Former Sunday Times editor Harold Evans, who exposed the thalidomide scandal in the 1970s, said: "I am not saying this drug was invented in the extermination camps, but [the firm that produced it] was a Nazi company and it showed a degree of irresponsibility which was quite staggering."

Thalidomide scandal

Thalidomide was first marketed in 1957 in West Germany under the trade-name Contergan. The German drug company Chemie Grünenthal developed and sold the drug. Primarily prescribed as a sedative or hypnotic, Thalidomide also claimed to cure "anxiety, insomnia, gastritis, and tension". It was also used against nausea and to alleviate morning sickness in pregnant women.

Thalidomide became an over-the-counter drug in West Germany on 1 October 1957.

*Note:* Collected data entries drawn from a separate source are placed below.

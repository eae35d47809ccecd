//! Selected product entity - A product the user planned against their budget.
//!
//! `user_id` duplicates `budget.user_id` so lookups and ownership checks stay single-table.

use sea_orm::entity::prelude::*;
use serde::{Deserialize, Serialize};

/// Selected product database model
#[derive(Clone, Debug, PartialEq, Eq, DeriveEntityModel, Serialize, Deserialize)]
#[sea_orm(table_name = "selected_products")]
pub struct Model {
    /// Unique identifier for the selection
    #[sea_orm(primary_key)]
    pub id: i64,
    /// Budget this selection counts against
    pub budget_id: i64,
    /// Owning user
    pub user_id: i64,
    /// Selected product
    pub product_id: i64,
    /// Number of units, always at least 1
    pub quantity: i32,
}

/// Defines relationships between `SelectedProduct` and other entities
#[derive(Copy, Clone, Debug, EnumIter, DeriveRelation)]
pub enum Relation {
    /// Each selection belongs to one budget
    #[sea_orm(
        belongs_to = "super::budget::Entity",
        from = "Column::BudgetId",
        to = "super::budget::Column::Id",
        on_delete = "Cascade"
    )]
    Budget,
    /// Each selection references one product
    #[sea_orm(
        belongs_to = "super::product::Entity",
        from = "Column::ProductId",
        to = "super::product::Column::Id",
        on_delete = "Cascade"
    )]
    Product,
    /// Each selection belongs to one user
    #[sea_orm(
        belongs_to = "super::user::Entity",
        from = "Column::UserId",
        to = "super::user::Column::Id",
        on_delete = "Cascade"
    )]
    User,
}

impl Related<super::budget::Entity> for Entity {
    fn to() -> RelationDef {
        Relation::Budget.def()
    }
}

impl Related<super::product::Entity> for Entity {
    fn to() -> RelationDef {
        Relation::Product.def()
    }
}

impl Related<super::user::Entity> for Entity {
    fn to() -> RelationDef {
        Relation::User.def()
    }
}

impl ActiveModelBehavior for ActiveModel {}
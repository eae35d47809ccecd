//! Classification business logic - the top level of the catalog.
//!
//! Provides slug derivation, creation with slug uniqueness, lookups by id and slug,
//! updates, and the cascading delete that removes the classification's shops and
//! their products.

use crate::{
    core::{non_blank, product::delete_products_cascade, required_name},
    entities::{Classification, Product, Shop, classification, product, shop},
    errors::{Error, Result},
};
use sea_orm::{QueryOrder, QuerySelect, Set, TransactionTrait, prelude::*};
use tracing::info;

/// Derives a URL slug from a name.
///
/// Lowercases ASCII letters and digits and collapses every run of other characters
/// into a single `-`, trimming separators from both ends. `"Ceiling & Gypsum"`
/// becomes `"ceiling-gypsum"`.
#[must_use]
pub fn slugify(name: &str) -> String {
    let mut slug = String::with_capacity(name.len());
    let mut pending_separator = false;

    for c in name.chars() {
        if c.is_ascii_alphanumeric() {
            if pending_separator && !slug.is_empty() {
                slug.push('-');
            }
            pending_separator = false;
            slug.push(c.to_ascii_lowercase());
        } else {
            pending_separator = true;
        }
    }

    slug
}

/// Validated input for a classification.
#[derive(Debug, Clone)]
pub struct NewClassification {
    name: String,
    slug: String,
    icon: Option<String>,
    description: Option<String>,
}

impl NewClassification {
    /// Validates the fields, deriving the slug from the name when none is supplied.
    /// A supplied slug is normalised the same way.
    ///
    /// # Errors
    /// Returns [`Error::Validation`] if the name is empty or no usable slug results.
    pub fn new(
        name: &str,
        slug: Option<&str>,
        icon: Option<String>,
        description: Option<String>,
    ) -> Result<Self> {
        let name = required_name(name, "Classification")?;

        let slug = slugify(slug.filter(|s| !s.trim().is_empty()).unwrap_or(&name));
        if slug.is_empty() {
            return Err(Error::Validation {
                message: format!("Cannot derive a slug from '{name}'"),
            });
        }

        Ok(Self {
            name,
            slug,
            icon: non_blank(icon),
            description: non_blank(description),
        })
    }

    /// The slug this classification will be stored under.
    #[must_use]
    pub fn slug(&self) -> &str {
        &self.slug
    }
}

/// Creates a classification.
///
/// # Errors
/// Returns [`Error::DuplicateSlug`] if another classification already uses the slug.
pub async fn create_classification<C>(
    db: &C,
    input: NewClassification,
) -> Result<classification::Model>
where
    C: ConnectionTrait,
{
    if get_classification_by_slug(db, &input.slug).await?.is_some() {
        return Err(Error::DuplicateSlug { slug: input.slug });
    }

    let created = classification::ActiveModel {
        name: Set(input.name),
        slug: Set(input.slug),
        icon: Set(input.icon),
        description: Set(input.description),
        ..Default::default()
    }
    .insert(db)
    .await?;

    info!(classification_id = created.id, slug = %created.slug, "Created classification");
    Ok(created)
}

/// Retrieves a classification by id.
pub async fn get_classification_by_id<C>(
    db: &C,
    classification_id: i64,
) -> Result<Option<classification::Model>>
where
    C: ConnectionTrait,
{
    Classification::find_by_id(classification_id)
        .one(db)
        .await
        .map_err(Into::into)
}

/// Retrieves a classification by slug.
pub async fn get_classification_by_slug<C>(
    db: &C,
    slug: &str,
) -> Result<Option<classification::Model>>
where
    C: ConnectionTrait,
{
    Classification::find()
        .filter(classification::Column::Slug.eq(slug))
        .one(db)
        .await
        .map_err(Into::into)
}

/// Lists all classifications alphabetically.
pub async fn list_classifications(db: &DatabaseConnection) -> Result<Vec<classification::Model>> {
    Classification::find()
        .order_by_asc(classification::Column::Name)
        .all(db)
        .await
        .map_err(Into::into)
}

/// Updates name, icon and description. The slug is kept so existing links stay valid.
pub async fn update_classification(
    db: &DatabaseConnection,
    classification_id: i64,
    name: &str,
    icon: Option<String>,
    description: Option<String>,
) -> Result<classification::Model> {
    let name = required_name(name, "Classification")?;

    let mut model: classification::ActiveModel = get_classification_by_id(db, classification_id)
        .await?
        .ok_or_else(|| Error::ClassificationNotFound {
            key: classification_id.to_string(),
        })?
        .into();

    model.name = Set(name);
    model.icon = Set(non_blank(icon));
    model.description = Set(non_blank(description));
    model.update(db).await.map_err(Into::into)
}

/// What a cascading catalog delete removed.
#[derive(Debug, Clone, Copy, Default, PartialEq, Eq)]
pub struct CascadeReport {
    /// Shops removed
    pub shops_deleted: u64,
    /// Products removed
    pub products_deleted: u64,
}

/// Deletes a classification, its shops, their products, and every cart, wishlist,
/// budget and review row that referenced those products.
///
/// # Errors
/// Returns [`Error::ClassificationNotFound`] if the classification does not exist.
pub async fn delete_classification(
    db: &DatabaseConnection,
    classification_id: i64,
) -> Result<CascadeReport> {
    let txn = db.begin().await?;

    let found = get_classification_by_id(&txn, classification_id)
        .await?
        .ok_or_else(|| Error::ClassificationNotFound {
            key: classification_id.to_string(),
        })?;

    let shop_ids: Vec<i64> = Shop::find()
        .select_only()
        .column(shop::Column::Id)
        .filter(shop::Column::ClassificationId.eq(classification_id))
        .into_tuple()
        .all(&txn)
        .await?;

    let product_ids: Vec<i64> = Product::find()
        .select_only()
        .column(product::Column::Id)
        .filter(product::Column::ShopId.is_in(shop_ids.iter().copied()))
        .into_tuple()
        .all(&txn)
        .await?;

    let products_deleted = delete_products_cascade(&txn, &product_ids).await?;
    let shops_deleted = Shop::delete_many()
        .filter(shop::Column::ClassificationId.eq(classification_id))
        .exec(&txn)
        .await?
        .rows_affected;
    found.delete(&txn).await?;

    txn.commit().await?;

    info!(
        classification_id,
        shops_deleted, products_deleted, "Deleted classification"
    );
    Ok(CascadeReport {
        shops_deleted,
        products_deleted,
    })
}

Soon after the drug was sold in West Germany, between 5,000-7,000 infants were born with phocomelia: malformed limbs. Only 40% of these children survived.

Globally, about 10,000 cases were reported of infants with phocomelia due to thalidomide and only 50% of the 10,000 survived to adulthood. Those subjected to thalidomide while in the womb experienced limb deficiencies with undeveloped limbs. Other effects included deformed eyes and hearts, deformed alimentary and urinary tracts, blindness and deafness.

Thalidomide is still in use today as a treatment for some cancers and for treating effects of leprosy, under the brandname Immunoprin.